0%
Still working...

If Anyone Builds it, Everyone Dies review – how AI could kill us all | Books


What if I told you I could stop you worrying about climate change, and all you had to do was read one book? Great, you’d say, until I mentioned that the reason you’d stop worrying was because the book says our species only has a few years before it’s wiped out by superintelligent AI anyway.

We don’t know what form this extinction will take exactly – perhaps an energy-hungry AI will let the millions of fusion power stations it has built run hot, boiling the oceans.
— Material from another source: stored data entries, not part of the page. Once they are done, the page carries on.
use thiserror::Error;

use crate::document::TreeError;

#[derive(Debug, Clone, PartialEq, Error)]
pub enum BufferError {
    #[error("offset {offset} is out of range for a buffer of length {len}")]
    OffsetOutOfRange { offset: usize, len: usize },

    #[error("invalid argument {name}: {reason}")]
    InvalidArgument {
        name: &'static str,
        reason: &'static str,
    },

    /// Building the snapshot tree failed.
    #[error(transparent)]
    Tree(#[from] TreeError),
}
Maybe it will want to reconfigure the atoms in our bodies into something more useful. There are many possibilities, almost all of them bad, say Eliezer Yudkowsky and Nate Soares in If Anyone Builds It, Everyone Dies, and who knows which will come true. But just as you can predict that an ice cube dropped into hot water will melt without knowing where any of its individual molecules will end up, you can be sure an AI that’s smarter than a human being will kill us all, somehow.
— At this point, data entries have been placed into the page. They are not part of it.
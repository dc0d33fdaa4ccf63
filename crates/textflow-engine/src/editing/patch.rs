use std::ops::Range;

/// Result of applying a command
#[derive(Debug, Clone, PartialEq, Eq)]
pub struct Patch {
    /// Buffer ranges written by the command, in post-edit offsets.
    pub changed: Vec<Range<usize>>,
    pub new_selection: Range<usize>,
    /// Editor version after the command.
    pub version: u64,
}

impl Patch {
    pub fn is_noop(&self) -> bool {
        self.changed.is_empty()
    }
}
This level of confidence is typical of Yudkowsky, in particular. He has been warning about the existential risks posed by technology for years on the website he helped to create, LessWrong.com, and via the Machine Intelligence Research Institute he founded (Soares is the current president). Despite not graduating high school or university, Yudkowsky is highly influential in the field, and a celebrity in the world of very bright young men arguing with each other online (as well as the author of a 600,000-word work of fanfic called Harry Potter and the Methods of Rationality). Colourful, annoying, polarising. “People become clinically depressed reading your crap,” lamented leading researcher Yann LeCun during one online spat. But, as chief scientist at Meta, who is he to talk?

And while Yudkowsky and Soares may be unconventional, their warnings are similar to those of Geoffrey Hinton, the Nobel-winning “godfather of AI”, and Yoshua Bengio, the world’s most-cited computer scientist, both of whom signed up to the statement that “mitigating the risk of extinction from AI should be a global priority alongside other societal-scale risks such as pandemics and nuclear war”.

As a clarion call, If Anyone Builds It, Everyone Dies is well timed. Superintelligent AI doesn’t exist yet, but in the wake of the ChatGPT revolution, investment in the datacentres that would power it is now counted in the hundreds of billions. This amounts to “the biggest and fastest rollout of a general purpose technology in history,” according to the FT’s John Thornhill. Meta alone will spend as much as $72bn (£54bn) on AI infrastructure this year, and the achievement of superintelligence is now Mark Zuckerberg’s explicit goal.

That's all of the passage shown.